━━━━━ DATA IN THIS EXERCISE ━━━━━

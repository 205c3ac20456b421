//! Generic type model: the shapes a declared type can take before erasure.
//!
//! Wildcards only exist as type arguments, so [`GenericType`] has no wildcard variant and a
//! field type can never be one. [`Sort::Wildcard`] is reported by [`TypeArgument::sort`].

use std::fmt;

use super::description::TypeDescription;
use super::visitor::GenericTypeVisitor;

#[derive(Clone, Copy, Debug, PartialEq, Eq, Hash)]
pub enum Sort {
    Raw,
    Parameterized,
    Variable,
    GenericArray,
    Wildcard,
}

impl Sort {
    pub fn is_raw(self) -> bool {
        matches!(self, Sort::Raw)
    }
}

/// Read access to a generic type, implemented by owned types and lazy projections alike.
pub trait GenericTypeDescription {
    fn sort(&self) -> Sort;

    /// The erasure of this type.
    fn as_raw_type(&self) -> TypeDescription;

    fn source_code_name(&self) -> String;

    fn accept<V>(&self, visitor: &mut V) -> V::Output
    where
        V: GenericTypeVisitor + ?Sized;
}

#[derive(Clone, Debug, PartialEq, Eq, Hash)]
pub enum GenericType {
    Raw(TypeDescription),
    Parameterized(ParameterizedType),
    Variable(TypeVariable),
    /// Array whose component is not raw; raw components fold into `Raw(array)`.
    GenericArray(Box<GenericType>),
}

impl GenericType {
    pub fn raw(ty: impl Into<TypeDescription>) -> Self {
        GenericType::Raw(ty.into())
    }

    pub fn variable(symbol: impl Into<String>, erasure: TypeDescription) -> Self {
        GenericType::Variable(TypeVariable::new(symbol, erasure))
    }

    /// Builds an array of `component`, keeping raw arrays raw.
    pub fn array_of(component: GenericType) -> Self {
        match component {
            GenericType::Raw(raw) => GenericType::Raw(TypeDescription::array_of(raw)),
            other => GenericType::GenericArray(Box::new(other)),
        }
    }
}

impl GenericTypeDescription for GenericType {
    fn sort(&self) -> Sort {
        match self {
            GenericType::Raw(_) => Sort::Raw,
            GenericType::Parameterized(_) => Sort::Parameterized,
            GenericType::Variable(_) => Sort::Variable,
            GenericType::GenericArray(_) => Sort::GenericArray,
        }
    }

    fn as_raw_type(&self) -> TypeDescription {
        match self {
            GenericType::Raw(raw) => raw.clone(),
            GenericType::Parameterized(parameterized) => parameterized.raw.clone(),
            GenericType::Variable(variable) => variable.erasure.clone(),
            GenericType::GenericArray(component) => {
                TypeDescription::array_of(component.as_raw_type())
            }
        }
    }

    fn source_code_name(&self) -> String {
        match self {
            GenericType::Raw(raw) => raw.source_code_name(),
            GenericType::Parameterized(parameterized) => parameterized.source_code_name(),
            GenericType::Variable(variable) => variable.symbol.clone(),
            GenericType::GenericArray(component) => format!("{}[]", component.source_code_name()),
        }
    }

    fn accept<V>(&self, visitor: &mut V) -> V::Output
    where
        V: GenericTypeVisitor + ?Sized,
    {
        match self {
            GenericType::Raw(raw) => visitor.on_raw_type(raw),
            GenericType::Parameterized(parameterized) => visitor.on_parameterized_type(parameterized),
            GenericType::Variable(variable) => visitor.on_type_variable(variable),
            GenericType::GenericArray(component) => visitor.on_generic_array(component),
        }
    }
}

impl fmt::Display for GenericType {
    fn fmt(&self, f: &mut fmt::Formatter<'_>) -> fmt::Result {
        f.write_str(&self.source_code_name())
    }
}

impl From<TypeDescription> for GenericType {
    fn from(raw: TypeDescription) -> Self {
        GenericType::Raw(raw)
    }
}

impl From<ParameterizedType> for GenericType {
    fn from(parameterized: ParameterizedType) -> Self {
        GenericType::Parameterized(parameterized)
    }
}

/// A class type with type arguments, optionally nested in a parameterized owner.
#[derive(Clone, Debug, PartialEq, Eq, Hash)]
pub struct ParameterizedType {
    raw: TypeDescription,
    owner: Option<Box<GenericType>>,
    arguments: Vec<TypeArgument>,
}

impl ParameterizedType {
    pub fn new(raw: TypeDescription, arguments: impl IntoIterator<Item = TypeArgument>) -> Self {
        Self {
            raw,
            owner: None,
            arguments: arguments.into_iter().collect(),
        }
    }

    pub fn with_owner(mut self, owner: GenericType) -> Self {
        self.owner = Some(Box::new(owner));
        self
    }

    pub fn raw(&self) -> &TypeDescription {
        &self.raw
    }

    pub fn owner(&self) -> Option<&GenericType> {
        self.owner.as_deref()
    }

    pub fn arguments(&self) -> &[TypeArgument] {
        &self.arguments
    }

    fn source_code_name(&self) -> String {
        let mut rendered = match self.owner() {
            Some(owner) => format!("{}.{}", owner.source_code_name(), self.raw.simple_name()),
            None => self.raw.source_code_name(),
        };
        if !self.arguments.is_empty() {
            let arguments: Vec<String> = self.arguments.iter().map(TypeArgument::source_code_name).collect();
            rendered.push('<');
            rendered.push_str(&arguments.join(", "));
            rendered.push('>');
        }
        rendered
    }
}

/// A reference to a declared type variable. `erasure` is the erasure of its first bound.
#[derive(Clone, Debug, PartialEq, Eq, Hash)]
pub struct TypeVariable {
    symbol: String,
    erasure: TypeDescription,
}

impl TypeVariable {
    pub fn new(symbol: impl Into<String>, erasure: TypeDescription) -> Self {
        Self {
            symbol: symbol.into(),
            erasure,
        }
    }

    pub fn symbol(&self) -> &str {
        &self.symbol
    }

    pub fn erasure(&self) -> &TypeDescription {
        &self.erasure
    }
}

#[derive(Clone, Debug, PartialEq, Eq, Hash)]
pub enum TypeArgument {
    /// `?`
    Unbounded,
    /// `? extends T`
    Extends(GenericType),
    /// `? super T`
    Super(GenericType),
    Exact(GenericType),
}

impl TypeArgument {
    pub fn sort(&self) -> Sort {
        match self {
            TypeArgument::Exact(ty) => ty.sort(),
            _ => Sort::Wildcard,
        }
    }

    pub fn bound(&self) -> Option<&GenericType> {
        match self {
            TypeArgument::Unbounded => None,
            TypeArgument::Extends(ty) | TypeArgument::Super(ty) | TypeArgument::Exact(ty) => Some(ty),
        }
    }

    /// Rebuilds the argument with its bound passed through `rewrite`.
    pub fn map_bound(&self, mut rewrite: impl FnMut(&GenericType) -> GenericType) -> TypeArgument {
        match self {
            TypeArgument::Unbounded => TypeArgument::Unbounded,
            TypeArgument::Extends(ty) => TypeArgument::Extends(rewrite(ty)),
            TypeArgument::Super(ty) => TypeArgument::Super(rewrite(ty)),
            TypeArgument::Exact(ty) => TypeArgument::Exact(rewrite(ty)),
        }
    }

    pub fn source_code_name(&self) -> String {
        match self {
            TypeArgument::Unbounded => "?".to_owned(),
            TypeArgument::Extends(ty) => format!("? extends {}", ty.source_code_name()),
            TypeArgument::Super(ty) => format!("? super {}", ty.source_code_name()),
            TypeArgument::Exact(ty) => ty.source_code_name(),
        }
    }
}

impl From<GenericType> for TypeArgument {
    fn from(ty: GenericType) -> Self {
        TypeArgument::Exact(ty)
    }
}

━━━━━

EXERCISE GOAL - Using the data above, return each line that includes the word "GenericTypeVisitor".

OUTPUT OF THE EXERCISE -
use super::visitor::GenericTypeVisitor;
        V: GenericTypeVisitor + ?Sized;
        V: GenericTypeVisitor + ?Sized,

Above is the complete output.